丁肃默默地听着,一直等到初雪说完,他道:“所以,阿煜真的要睡那么久吗?!”自己身体无力,连呼吸都紊乱了,否则他想把这两个假孩子一手一个扔出窗外,然后找齐越那老小子算账!

初雪长叹了口气,她讲了那么多话,而对方只对柳煜将昏睡多久更感兴趣。她看着柳煜紧紧阖着的眼眸,说道:“他早就该睡过去啦。只是就像他说的,你还没醒,他不敢睡罢了。”
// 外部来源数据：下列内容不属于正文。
//! Chest-aware route selection.
//!
//! A route is searched from both ends: once from the entry (towards every
//! chest and the exit) and once from the exit (towards every chest). Chains
//! from both sides that end on the same chest join into a [`TwoPartRoute`];
//! the shortest of those wins. Without any joinable chest the direct
//! entry→exit chain is used, and without that there is no route at all.

use dungeon_core::{Move, Point};

use crate::bfs::find_paths;
use crate::chain::{Chain, ChainArena, moves_along};
use crate::neighbors::DungeonSteps;
use crate::traits::Dungeon;

/// Options for [`RouteFinder`].
#[derive(Debug, Clone, Copy, Default, PartialEq, Eq)]
pub struct RouteConfig {
    /// End each search once all its targets are found rather than
    /// exhausting the reachable area. Does not change the result.
    pub stop_early: bool,
}

/// Two chains meeting at the same chest: entry→chest and exit→chest.
#[derive(Debug, Clone, Copy, PartialEq, Eq)]
pub struct TwoPartRoute {
    pub from_entry: Chain,
    pub from_exit: Chain,
    pub chest: Point,
    len: usize,
}

impl TwoPartRoute {
    /// Join two chains ending on the same point. Returns `None` if their
    /// terminal points differ.
    pub fn new(arena: &ChainArena, from_entry: Chain, from_exit: Chain) -> Option<Self> {
        let chest = arena.point(from_entry);
        if chest != arena.point(from_exit) {
            return None;
        }
        Some(Self {
            from_entry,
            from_exit,
            chest,
            len: arena.length(from_entry) + arena.length(from_exit) - 1,
        })
    }

    /// Number of points on the whole route; the chest is counted once.
    #[inline]
    pub fn len(&self) -> usize {
        self.len
    }

    /// Points from entry through the chest to the exit.
    pub fn points(&self, arena: &ChainArena) -> Vec<Point> {
        let mut pts = arena.points(self.from_entry);
        pts.extend(arena.walk(self.from_exit).skip(1));
        pts
    }
}

/// Join start-side and exit-side chains on their terminal point.
///
/// Output order: start-side chains in the given order, each paired with
/// matching exit-side chains in their given order.
pub fn merge_tracks(
    arena: &ChainArena,
    from_entry: &[Chain],
    from_exit: &[Chain],
) -> Vec<TwoPartRoute> {
    from_entry
        .iter()
        .flat_map(|&a| {
            from_exit
                .iter()
                .filter_map(move |&b| TwoPartRoute::new(arena, a, b))
        })
        .collect()
}

/// The shortest route; among equally short routes the first one wins.
pub fn shortest(routes: &[TwoPartRoute]) -> Option<&TwoPartRoute> {
    routes.iter().min_by_key(|r| r.len())
}

/// Outcome of a route search.
#[derive(Debug, Clone, PartialEq, Eq)]
#[cfg_attr(feature = "serde", derive(serde::Serialize, serde::Deserialize))]
pub enum Route {
    /// Entry → chest → exit.
    ViaChest { chest: Point, points: Vec<Point> },
    /// Entry → exit, no chest on the way.
    Direct { points: Vec<Point> },
    /// The exit cannot be reached from the entry.
    Unreachable,
}

impl Route {
    /// Points walked, entry first. Empty if unreachable.
    pub fn points(&self) -> &[Point] {
        match self {
            Route::ViaChest { points, .. } | Route::Direct { points } => points,
            Route::Unreachable => &[],
        }
    }

    /// Moves walked, in order. Empty if unreachable.
    pub fn moves(&self) -> Vec<Move> {
        moves_along(self.points())
    }

    pub fn move_count(&self) -> usize {
        self.points().len().saturating_sub(1)
    }

    /// The chest visited on the way, if any.
    pub fn chest(&self) -> Option<Point> {
        match self {
            Route::ViaChest { chest, .. } => Some(*chest),
            _ => None,
        }
    }

    pub fn is_reachable(&self) -> bool {
        !matches!(self, Route::Unreachable)
    }
}

/// Reusable route finder.
///
/// Owns the chain arena shared by both searches, so repeated queries reuse
/// its allocation.
#[derive(Debug, Clone, Default)]
pub struct RouteFinder {
    config: RouteConfig,
    arena: ChainArena,
}

impl RouteFinder {
    pub fn new(config: RouteConfig) -> Self {
        Self {
            config,
            arena: ChainArena::new(),
        }
    }

    /// Find the shortest entry→exit route, going through a chest whenever
    /// some chest is reachable from both ends, even if that is longer than
    /// the direct route.
    ///
    /// A search never reports its own origin, so an exit placed on the
    /// entry is [`Route::Unreachable`].
    pub fn find_route<D: Dungeon + ?Sized>(&mut self, dungeon: &D) -> Route {
        self.arena.clear();
        let entry = dungeon.entry();
        let exit = dungeon.exit();

        let mut targets = dungeon.chests().to_vec();
        targets.push(exit);
        let from_start: Vec<Chain> =
            find_paths(&mut self.arena, DungeonSteps::new(dungeon), entry, &targets)
                .stop_when_all_found(self.config.stop_early)
                .collect();

        let mut track_to_exit = None;
        let mut tracks_to_chests = Vec::with_capacity(from_start.len());
        for c in from_start {
            if self.arena.point(c) == exit {
                track_to_exit = Some(c);
            } else {
                tracks_to_chests.push(c);
            }
        }
        let Some(track_to_exit) = track_to_exit else {
            log::debug!("no route from {entry} to {exit}");
            return Route::Unreachable;
        };

        let tracks_from_exit: Vec<Chain> = find_paths(
            &mut self.arena,
            DungeonSteps::new(dungeon),
            exit,
            dungeon.chests(),
        )
        .stop_when_all_found(self.config.stop_early)
        .collect();

        let merged = merge_tracks(&self.arena, &tracks_to_chests, &tracks_from_exit);
        match shortest(&merged) {
            Some(best) => {
                log::debug!(
                    "route {entry} -> {} -> {exit}: {} moves ({} candidates)",
                    best.chest,
                    best.len() - 1,
                    merged.len()
                );
                Route::ViaChest {
                    chest: best.chest,
                    points: best.points(&self.arena),
                }
            }
            None => {
                log::debug!(
                    "route {entry} -> {exit}: {} moves, no chest reachable",
                    self.arena.length(track_to_exit) - 1
                );
                Route::Direct {
                    points: self.arena.points(track_to_exit),
                }
            }
        }
    }
}

/// Moves of the best entry→exit route of `dungeon`, visiting a chest when
/// possible. Empty if the exit is unreachable.
pub fn find_shortest_path<D: Dungeon + ?Sized>(dungeon: &D) -> Vec<Move> {
    RouteFinder::default().find_route(dungeon).moves()
}
//! Session reconciliation engine of a dVPN node.
//!
//! Three periodic jobs keep the WireGuard peer table, the local session ledger and the
//! chain's session records consistent:
//! - `set_sessions` refreshes session counters from live peers, evicts unknown peers and
//!   peers over quota,
//! - `update_status` reports node liveness to the chain,
//! - `update_sessions` checks sessions against the chain, evicts peers and closes sessions
//!   which are stale or no longer valid, then pushes counters of the remaining sessions.

use std::time::Duration;

use tokio_util::sync::CancellationToken;
use tracing::{error, info};

use crate::{
    chain::ChainClient, error::SessionManagerError, ledger::SessionLedger, peer::PeerControl,
};

pub mod chain;
pub mod error;
pub mod ledger;
pub mod peer;
pub mod peer_quota;
pub mod quota;
pub mod session_reconcile;
pub mod status_push;
mod ticker;

#[cfg(test)]
mod tests;

pub(crate) const SET_SESSIONS_JOB: &str = "set_sessions";
pub(crate) const UPDATE_STATUS_JOB: &str = "update_status";
pub(crate) const UPDATE_SESSIONS_JOB: &str = "update_sessions";

/// Tick periods of the three jobs.
#[derive(Clone, Copy, Debug)]
pub struct JobIntervals {
    pub set_sessions: Duration,
    pub update_status: Duration,
    pub update_sessions: Duration,
}

/// Shared collaborators of all jobs.
pub struct SessionManager<P, L, C> {
    peers: P,
    ledger: L,
    chain: C,
}

impl<P, L, C> SessionManager<P, L, C> {
    #[must_use]
    pub fn new(peers: P, ledger: L, chain: C) -> Self {
        Self {
            peers,
            ledger,
            chain,
        }
    }
}

impl<P, L, C> SessionManager<P, L, C>
where
    P: PeerControl,
    L: SessionLedger,
    C: ChainClient,
{
    /// Run all jobs concurrently.
    ///
    /// Returns the first fatal job error, remaining jobs are stopped at that point.
    /// Once `cancel` fires every job finishes its current tick and this returns `Ok(())`.
    pub async fn run(
        &self,
        intervals: JobIntervals,
        cancel: CancellationToken,
    ) -> Result<(), SessionManagerError> {
        tokio::try_join!(
            self.run_peer_quota_job(intervals.set_sessions, cancel.clone()),
            self.run_status_job(intervals.update_status, cancel.clone()),
            self.run_reconcile_job(intervals.update_sessions, cancel),
        )?;

        Ok(())
    }
}

pub async fn run_session_manager<P, L, C>(
    peers: P,
    ledger: L,
    chain: C,
    intervals: JobIntervals,
    cancel: CancellationToken,
) -> Result<(), SessionManagerError>
where
    P: PeerControl,
    L: SessionLedger,
    C: ChainClient,
{
    info!("Starting VPN session manager service");
    let session_manager = SessionManager::new(peers, ledger, chain);

    match session_manager.run(intervals, cancel).await {
        Ok(()) => {
            info!("VPN session manager stopped");
            Ok(())
        }
        Err(err) => {
            error!("VPN session manager stopped on a fatal error: {err}");
            Err(err)
        }
    }
}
三天三夜不眠不休衣不解带的照看,就算他没中这毒,也早就挺不住了。这期间,他凭借记忆将成潜背上刻的图全部画了下来,细细研究了一遍,觉得很像江东魏城的地图,但又有好几处不同之处。而等他终于看到丁肃睁开眼睛的那一刻,那也是压垮骆驼最后的一根稻草。

“毒素不仅靠放血,更要靠沉眠去化解,所以这期间你不能弄醒他,等他自然醒来就好。”

初雪站起身来,对纪轩英道:“夫君,该说的我们都说了,丁公子是个聪明人,知道怎么做的,我们先走吧。”

丁肃知道纪轩英和初雪絮絮叨叨固然不能算是坏心,但其实也防着他直接撂挑子走人。齐越毕竟还是给萧家堡留着点面子,没把他们给直接锁起来,自己一旦好起来,要真的发起狠,还没几个能是他的对手。

他垂首去看陷入深眠的柳煜。他整个人被锦被包裹着,只留出半个脑袋,发丝散落在象牙色的缎枕上黑白分明,嘴唇紧闭。那两个假孩子说他在自己身边守了三天三夜。

丁肃张开手掌插入柳煜的头发里,从上到下慢慢给他顺着,发丝冰凉的触感滑过掌心,微痒。

心有点疼,又有点恼怒,想着想着,后者就慢慢占据了上风。丁肃暗暗恼道:当初要是不来这鸟地方,怎么会被困住?!然而,转念却又想起了那时柳煜灼灼的目光和坚定的语气——“我从小就没有什么大志,当初想继承灵焰山庄,私心也只是因为你而已。但若这一切如成叔叔所言,牵连之大,无论苍北、江东、岭南的百姓都将无辜蒙难……保天下者,匹夫之贱,与有责焉。”

在他陪伴着他,与没有陪伴着他的长久岁月里,曾经羸弱、温和的少年不知何时已经蜕变,显出了他的棱角和魄力,拥有了这样毅然决然的勇气。

丁肃沉眸看着柳煜片刻,心中变得柔软,愤懑不知何时已经褪得干净。他最终俯下身去,轻轻吻上了他的额头。